(Stored data)
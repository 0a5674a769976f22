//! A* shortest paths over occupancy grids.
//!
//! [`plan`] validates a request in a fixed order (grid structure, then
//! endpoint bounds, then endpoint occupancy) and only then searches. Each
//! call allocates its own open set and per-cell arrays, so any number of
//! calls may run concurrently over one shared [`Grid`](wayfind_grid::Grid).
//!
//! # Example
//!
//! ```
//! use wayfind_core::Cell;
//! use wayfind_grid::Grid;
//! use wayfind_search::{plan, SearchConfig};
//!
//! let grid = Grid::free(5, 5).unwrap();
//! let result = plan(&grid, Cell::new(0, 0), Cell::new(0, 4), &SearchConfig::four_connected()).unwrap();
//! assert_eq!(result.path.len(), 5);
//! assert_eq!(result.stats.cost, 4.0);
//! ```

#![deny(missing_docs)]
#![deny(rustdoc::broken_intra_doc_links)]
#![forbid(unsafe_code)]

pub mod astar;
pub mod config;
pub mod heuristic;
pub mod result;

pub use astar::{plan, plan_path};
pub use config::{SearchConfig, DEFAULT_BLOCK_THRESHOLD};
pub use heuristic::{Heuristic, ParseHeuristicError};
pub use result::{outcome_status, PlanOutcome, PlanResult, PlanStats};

==

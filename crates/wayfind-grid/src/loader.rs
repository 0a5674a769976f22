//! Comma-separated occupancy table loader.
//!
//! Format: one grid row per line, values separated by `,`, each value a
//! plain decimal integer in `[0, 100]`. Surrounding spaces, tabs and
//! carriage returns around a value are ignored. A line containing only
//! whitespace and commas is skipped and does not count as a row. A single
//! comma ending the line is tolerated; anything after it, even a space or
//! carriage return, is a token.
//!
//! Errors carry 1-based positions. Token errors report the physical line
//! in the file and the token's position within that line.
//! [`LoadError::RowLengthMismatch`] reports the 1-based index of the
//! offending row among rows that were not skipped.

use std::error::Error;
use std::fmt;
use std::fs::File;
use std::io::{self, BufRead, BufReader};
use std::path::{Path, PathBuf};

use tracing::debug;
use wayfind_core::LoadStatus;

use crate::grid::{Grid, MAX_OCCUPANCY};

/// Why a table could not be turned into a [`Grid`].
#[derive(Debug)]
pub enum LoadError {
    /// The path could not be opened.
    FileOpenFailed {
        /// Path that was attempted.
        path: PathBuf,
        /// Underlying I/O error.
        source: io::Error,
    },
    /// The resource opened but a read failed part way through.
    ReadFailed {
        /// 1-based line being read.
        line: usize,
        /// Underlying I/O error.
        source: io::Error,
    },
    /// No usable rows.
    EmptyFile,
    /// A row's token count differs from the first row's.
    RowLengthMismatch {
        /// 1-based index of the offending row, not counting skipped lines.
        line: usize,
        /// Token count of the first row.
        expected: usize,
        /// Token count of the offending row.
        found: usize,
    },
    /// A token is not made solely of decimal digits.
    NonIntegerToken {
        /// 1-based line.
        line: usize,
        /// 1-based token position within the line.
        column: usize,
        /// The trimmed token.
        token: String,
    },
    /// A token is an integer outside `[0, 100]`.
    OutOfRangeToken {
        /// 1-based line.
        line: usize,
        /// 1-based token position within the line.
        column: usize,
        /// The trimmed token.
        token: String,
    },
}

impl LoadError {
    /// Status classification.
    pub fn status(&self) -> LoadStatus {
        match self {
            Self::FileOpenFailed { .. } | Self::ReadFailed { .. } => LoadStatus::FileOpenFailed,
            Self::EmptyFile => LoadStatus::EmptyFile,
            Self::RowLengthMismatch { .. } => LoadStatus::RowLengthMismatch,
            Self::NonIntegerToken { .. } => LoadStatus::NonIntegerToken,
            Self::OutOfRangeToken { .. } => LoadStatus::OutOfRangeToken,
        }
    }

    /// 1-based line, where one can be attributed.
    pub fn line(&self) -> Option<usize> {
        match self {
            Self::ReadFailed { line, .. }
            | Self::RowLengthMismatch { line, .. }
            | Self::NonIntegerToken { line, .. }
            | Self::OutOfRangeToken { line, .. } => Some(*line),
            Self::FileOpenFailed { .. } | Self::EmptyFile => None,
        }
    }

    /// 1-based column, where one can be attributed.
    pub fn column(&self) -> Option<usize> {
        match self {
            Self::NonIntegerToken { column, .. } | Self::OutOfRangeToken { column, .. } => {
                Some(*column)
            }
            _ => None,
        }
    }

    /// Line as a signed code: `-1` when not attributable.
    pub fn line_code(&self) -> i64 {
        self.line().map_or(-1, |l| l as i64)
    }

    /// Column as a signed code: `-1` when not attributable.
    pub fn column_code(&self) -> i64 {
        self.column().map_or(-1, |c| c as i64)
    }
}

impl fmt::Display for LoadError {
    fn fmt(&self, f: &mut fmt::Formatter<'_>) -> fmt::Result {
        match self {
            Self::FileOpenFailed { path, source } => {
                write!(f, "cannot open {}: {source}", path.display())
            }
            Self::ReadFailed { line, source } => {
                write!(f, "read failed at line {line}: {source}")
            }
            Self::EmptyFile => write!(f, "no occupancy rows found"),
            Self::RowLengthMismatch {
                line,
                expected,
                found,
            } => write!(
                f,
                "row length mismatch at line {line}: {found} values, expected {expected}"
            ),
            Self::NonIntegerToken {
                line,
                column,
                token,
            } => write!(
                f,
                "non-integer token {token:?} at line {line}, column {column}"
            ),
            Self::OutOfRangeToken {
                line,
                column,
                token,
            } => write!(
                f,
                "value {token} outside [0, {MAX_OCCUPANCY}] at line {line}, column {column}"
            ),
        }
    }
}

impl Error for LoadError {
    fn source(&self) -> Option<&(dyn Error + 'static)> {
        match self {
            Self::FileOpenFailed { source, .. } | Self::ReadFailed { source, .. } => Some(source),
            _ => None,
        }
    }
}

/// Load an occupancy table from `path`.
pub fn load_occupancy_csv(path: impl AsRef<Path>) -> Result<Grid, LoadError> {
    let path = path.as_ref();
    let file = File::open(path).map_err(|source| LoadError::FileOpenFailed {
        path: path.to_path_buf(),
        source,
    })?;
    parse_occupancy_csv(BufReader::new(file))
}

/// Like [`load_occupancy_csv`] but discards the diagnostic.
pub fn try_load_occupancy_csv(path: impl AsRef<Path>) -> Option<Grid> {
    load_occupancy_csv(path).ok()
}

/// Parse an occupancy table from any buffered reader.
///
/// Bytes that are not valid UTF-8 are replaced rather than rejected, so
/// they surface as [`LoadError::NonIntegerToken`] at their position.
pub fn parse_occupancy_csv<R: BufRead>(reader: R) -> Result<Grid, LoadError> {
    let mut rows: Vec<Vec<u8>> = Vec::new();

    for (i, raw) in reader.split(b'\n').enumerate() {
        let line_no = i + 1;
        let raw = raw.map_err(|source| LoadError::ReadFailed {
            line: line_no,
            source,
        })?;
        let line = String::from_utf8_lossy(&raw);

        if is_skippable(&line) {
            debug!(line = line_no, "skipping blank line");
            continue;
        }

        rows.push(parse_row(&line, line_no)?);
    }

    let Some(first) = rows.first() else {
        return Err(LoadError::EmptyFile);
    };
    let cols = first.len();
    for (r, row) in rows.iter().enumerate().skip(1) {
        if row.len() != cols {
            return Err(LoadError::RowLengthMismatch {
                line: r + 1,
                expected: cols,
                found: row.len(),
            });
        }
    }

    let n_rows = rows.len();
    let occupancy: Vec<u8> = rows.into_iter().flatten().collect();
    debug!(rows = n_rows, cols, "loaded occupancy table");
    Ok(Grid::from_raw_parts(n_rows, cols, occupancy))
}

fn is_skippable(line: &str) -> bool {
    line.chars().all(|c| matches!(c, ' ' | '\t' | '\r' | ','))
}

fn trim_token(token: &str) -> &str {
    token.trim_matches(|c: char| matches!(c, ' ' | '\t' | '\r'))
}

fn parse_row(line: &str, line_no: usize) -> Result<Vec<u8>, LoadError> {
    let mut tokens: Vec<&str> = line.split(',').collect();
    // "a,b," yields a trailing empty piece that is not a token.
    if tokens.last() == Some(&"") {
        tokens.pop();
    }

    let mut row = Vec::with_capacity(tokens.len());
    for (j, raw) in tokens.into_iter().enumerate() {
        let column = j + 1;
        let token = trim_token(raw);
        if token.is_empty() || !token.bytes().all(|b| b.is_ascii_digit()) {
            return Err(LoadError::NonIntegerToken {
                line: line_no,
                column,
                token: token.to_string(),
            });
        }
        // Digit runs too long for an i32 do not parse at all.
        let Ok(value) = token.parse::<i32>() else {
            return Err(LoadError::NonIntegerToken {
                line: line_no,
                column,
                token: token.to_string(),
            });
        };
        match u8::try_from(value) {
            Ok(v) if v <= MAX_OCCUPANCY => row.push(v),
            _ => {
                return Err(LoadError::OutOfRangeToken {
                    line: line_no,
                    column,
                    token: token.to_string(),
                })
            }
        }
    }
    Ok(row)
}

--

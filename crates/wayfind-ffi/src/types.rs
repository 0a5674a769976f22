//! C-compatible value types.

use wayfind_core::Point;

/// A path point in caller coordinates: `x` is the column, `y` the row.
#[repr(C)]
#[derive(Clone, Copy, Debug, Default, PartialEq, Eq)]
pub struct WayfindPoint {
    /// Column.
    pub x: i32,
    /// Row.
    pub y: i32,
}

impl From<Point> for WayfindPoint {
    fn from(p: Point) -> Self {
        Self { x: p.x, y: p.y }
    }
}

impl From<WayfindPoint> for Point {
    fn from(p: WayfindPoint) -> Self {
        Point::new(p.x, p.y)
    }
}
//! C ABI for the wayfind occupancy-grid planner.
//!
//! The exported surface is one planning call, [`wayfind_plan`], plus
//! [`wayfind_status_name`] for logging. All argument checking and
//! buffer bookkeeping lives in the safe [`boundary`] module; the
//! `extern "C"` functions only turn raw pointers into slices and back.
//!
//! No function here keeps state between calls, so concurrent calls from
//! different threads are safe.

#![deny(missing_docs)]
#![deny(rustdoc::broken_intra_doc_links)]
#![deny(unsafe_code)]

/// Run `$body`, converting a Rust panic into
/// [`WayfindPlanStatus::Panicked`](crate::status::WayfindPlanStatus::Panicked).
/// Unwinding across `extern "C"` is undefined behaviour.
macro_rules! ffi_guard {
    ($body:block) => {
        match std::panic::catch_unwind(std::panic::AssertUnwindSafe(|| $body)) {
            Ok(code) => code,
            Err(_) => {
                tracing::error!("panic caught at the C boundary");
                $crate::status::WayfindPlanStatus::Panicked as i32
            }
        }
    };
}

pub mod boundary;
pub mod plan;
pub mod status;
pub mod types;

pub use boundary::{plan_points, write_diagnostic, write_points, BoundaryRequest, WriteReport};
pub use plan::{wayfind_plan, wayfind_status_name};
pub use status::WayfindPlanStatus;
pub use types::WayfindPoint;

WHAT NEEDS TO BE DONE —
Filter the entries above and keep only the lines with the word "that".

TASK SOLUTION —
//! in the file and the token's position within that line.
//! offending row among rows that were not skipped.
        /// Path that was attempted.
/// Bytes that are not valid UTF-8 are replaced rather than rejected, so
    // "a,b," yields a trailing empty piece that is not a token.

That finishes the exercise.